Forrest Gump eat your heart out! We pedalled roughly 120km out of our way to get this shot.

SOME blogs are easier to write than others.

Sometimes just too bloody much happens while nothing happens at all.

You see it doesn’t help that I’m writing this blog from Mexico, and it really doesn’t help that my last post was in Monument Valley, Utah.

I guess I’ve been a little distracted.

And here’s why:

The battle to leave Southern Utah

Spending almost four days in Monument Valley was a mistake. First things first it was pricey, secondly it was mildly depressing and thirdly – aside from dodging RVs while re-enacting that one scene from Forrest Gump – there wasn’t a lot to do.

And so after three days too many we finally cycled out of the Navajo Nation’s one cash cow before again cycling north to again get west to finally, finally turn bloody south!

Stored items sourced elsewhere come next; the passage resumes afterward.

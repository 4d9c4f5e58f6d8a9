//! Prompt templates for each build phase

use crate::agent::role::AgentRole;
use crate::project::entities::{
    ArchitecturePlan, BackendDesign, ComponentSpec, EndpointSpec, ModelSpec,
};

/// Templates for generating the role-specific prompts of a build run
pub struct BuildPromptTemplate;

impl BuildPromptTemplate {
    /// Role preamble placed in front of every prompt for that agent
    pub fn system(role: AgentRole) -> &'static str {
        match role {
            AgentRole::Architect => {
                "You are a senior software architect. Choose a pragmatic technology stack \
                 and split the system into a small number of cohesive modules."
            }
            AgentRole::Frontend => {
                "You are a frontend designer. Describe the UI as reusable components \
                 with clear responsibilities and props."
            }
            AgentRole::Backend => {
                "You are a backend designer. Describe the domain models and the HTTP \
                 endpoints that expose them."
            }
            AgentRole::Database => {
                "You are a database engineer. Derive a normalized relational schema \
                 from the backend models."
            }
            AgentRole::CodeGenerator => {
                "You are an expert programmer. Write complete, idiomatic source files \
                 with no placeholders."
            }
            AgentRole::Devops => {
                "You are a DevOps engineer. Produce the build and deployment files \
                 needed to ship the application."
            }
        }
    }

    pub fn architecture(requirement: &str) -> String {
        format!(
            r#"{}

Requirement:
{}

Describe the architecture: a short overview, the technology stack and the main modules."#,
            Self::system(AgentRole::Architect),
            requirement
        )
    }

    pub fn frontend_design(requirement: &str, architecture: &ArchitecturePlan) -> String {
        format!(
            r#"{}

Requirement:
{}

Architecture:
{}

List the UI components and pages needed for this application."#,
            Self::system(AgentRole::Frontend),
            requirement,
            Self::architecture_summary(architecture)
        )
    }

    pub fn backend_design(requirement: &str, architecture: &ArchitecturePlan) -> String {
        format!(
            r#"{}

Requirement:
{}

Architecture:
{}

List the domain models with their fields, and the REST endpoints."#,
            Self::system(AgentRole::Backend),
            requirement,
            Self::architecture_summary(architecture)
        )
    }

    pub fn data_modeling(requirement: &str, backend: &BackendDesign) -> String {
        let models = backend
            .models
            .iter()
            .map(Self::model_line)
            .collect::<Vec<_>>()
            .join("\n");

        format!(
            r#"{}

Requirement:
{}

Backend models:
{}

Design the database tables, their relationships and useful indexes."#,
            Self::system(AgentRole::Database),
            requirement,
            models
        )
    }

    pub fn component_file(
        requirement: &str,
        tech_stack: &[String],
        component: &ComponentSpec,
    ) -> String {
        let mut prompt = format!(
            r#"{}

Requirement:
{}

Tech stack: {}

Write the source file for the UI component `{}`."#,
            Self::system(AgentRole::CodeGenerator),
            requirement,
            tech_stack.join(", "),
            component.name
        );

        if !component.description.is_empty() {
            prompt.push_str(&format!("\nPurpose: {}", component.description));
        }
        if !component.props.is_empty() {
            prompt.push_str(&format!("\nProps: {}", component.props.join(", ")));
        }
        prompt
    }

    pub fn model_file(
        requirement: &str,
        tech_stack: &[String],
        model: &ModelSpec,
        endpoints: &[EndpointSpec],
    ) -> String {
        let mut prompt = format!(
            r#"{}

Requirement:
{}

Tech stack: {}

Write the source file for the backend model {}."#,
            Self::system(AgentRole::CodeGenerator),
            requirement,
            tech_stack.join(", "),
            Self::model_line(model)
        );

        let related: Vec<_> = endpoints
            .iter()
            .filter(|e| {
                e.path
                    .to_lowercase()
                    .contains(&model.name.to_lowercase())
            })
            .map(|e| format!("- {} {}", e.method, e.path))
            .collect();
        if !related.is_empty() {
            prompt.push_str("\nRelated endpoints:\n");
            prompt.push_str(&related.join("\n"));
        }
        prompt
    }

    pub fn deployment(requirement: &str, architecture: &ArchitecturePlan) -> String {
        format!(
            r#"{}

Requirement:
{}

Architecture:
{}

Choose a deployment platform and write its configuration files."#,
            Self::system(AgentRole::Devops),
            requirement,
            Self::architecture_summary(architecture)
        )
    }

    /// Wrap a prompt with the JSON shape the answer must follow
    pub fn with_shape(prompt: &str, shape_description: &str) -> String {
        format!(
            "{}\n\nRespond with a single JSON object of this shape and nothing else:\n{}",
            prompt, shape_description
        )
    }

    fn architecture_summary(architecture: &ArchitecturePlan) -> String {
        format!(
            "{}\nTech stack: {}\nModules: {}",
            architecture.overview,
            architecture.tech_stack.join(", "),
            architecture.modules.join(", ")
        )
    }

    fn model_line(model: &ModelSpec) -> String {
        if model.fields.is_empty() {
            format!("`{}`", model.name)
        } else {
            format!("`{}` ({})", model.name, model.fields.join(", "))
        }
    }
}

#[cfg(test)]
mod tests {
    use super::*;

    fn plan() -> ArchitecturePlan {
        ArchitecturePlan {
            overview: "Single page app backed by a REST API".to_string(),
            tech_stack: vec!["React".to_string(), "Axum".to_string()],
            modules: vec!["web".to_string(), "api".to_string()],
            data_flow: None,
        }
    }

    #[test]
    fn test_architecture_prompt_contains_requirement() {
        let prompt = BuildPromptTemplate::architecture("Build a todo app");
        assert!(prompt.contains("Build a todo app"));
        assert!(prompt.starts_with("You are a senior software architect"));
    }

    #[test]
    fn test_design_prompts_embed_architecture() {
        let frontend = BuildPromptTemplate::frontend_design("Build a todo app", &plan());
        let backend = BuildPromptTemplate::backend_design("Build a todo app", &plan());
        assert!(frontend.contains("React, Axum"));
        assert!(backend.contains("Modules: web, api"));
    }

    #[test]
    fn test_model_file_lists_related_endpoints() {
        let model = ModelSpec {
            name: "Todo".to_string(),
            fields: vec!["id".to_string(), "title".to_string()],
        };
        let endpoints = vec![
            EndpointSpec {
                method: "GET".to_string(),
                path: "/todos".to_string(),
                description: String::new(),
            },
            EndpointSpec {
                method: "GET".to_string(),
                path: "/health".to_string(),
                description: String::new(),
            },
        ];
        let prompt =
            BuildPromptTemplate::model_file("Build a todo app", &plan().tech_stack, &model, &endpoints);
        assert!(prompt.contains("`Todo` (id, title)"));
        assert!(prompt.contains("- GET /todos"));
        assert!(!prompt.contains("/health"));
    }

    #[test]
    fn test_with_shape_appends_description() {
        let prompt = BuildPromptTemplate::with_shape("Do it", r#"{"path": string}"#);
        assert!(prompt.ends_with(r#"{"path": string}"#));
    }
}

It was during the ride towards the indecently steep Moki Dugway (a five kilometre gravel road etched into a cliff that looked like a toddler’s drawing of a boa constrictor) that I had a blinding realisation.

The Moki Dugway - a five km stretch of insane switchbacks that took roughly 1.5 hours to cycle

The Moki Dugway – a five km stretch of insane switchbacks that took roughly 1.5 hours to cycle

I was itching to leave Utah – maybe itching to leave the States. I wanted the chaos I’d simultaneously loved and loathed in Asia. I wanted street food, bad roads and worse wifi (actually it couldn’t get worse than Southern Utah). I wanted cheap hotels and the kind of daily language barrier battles that sparked anxiety-induced back sweats but an expert proficiency in charades.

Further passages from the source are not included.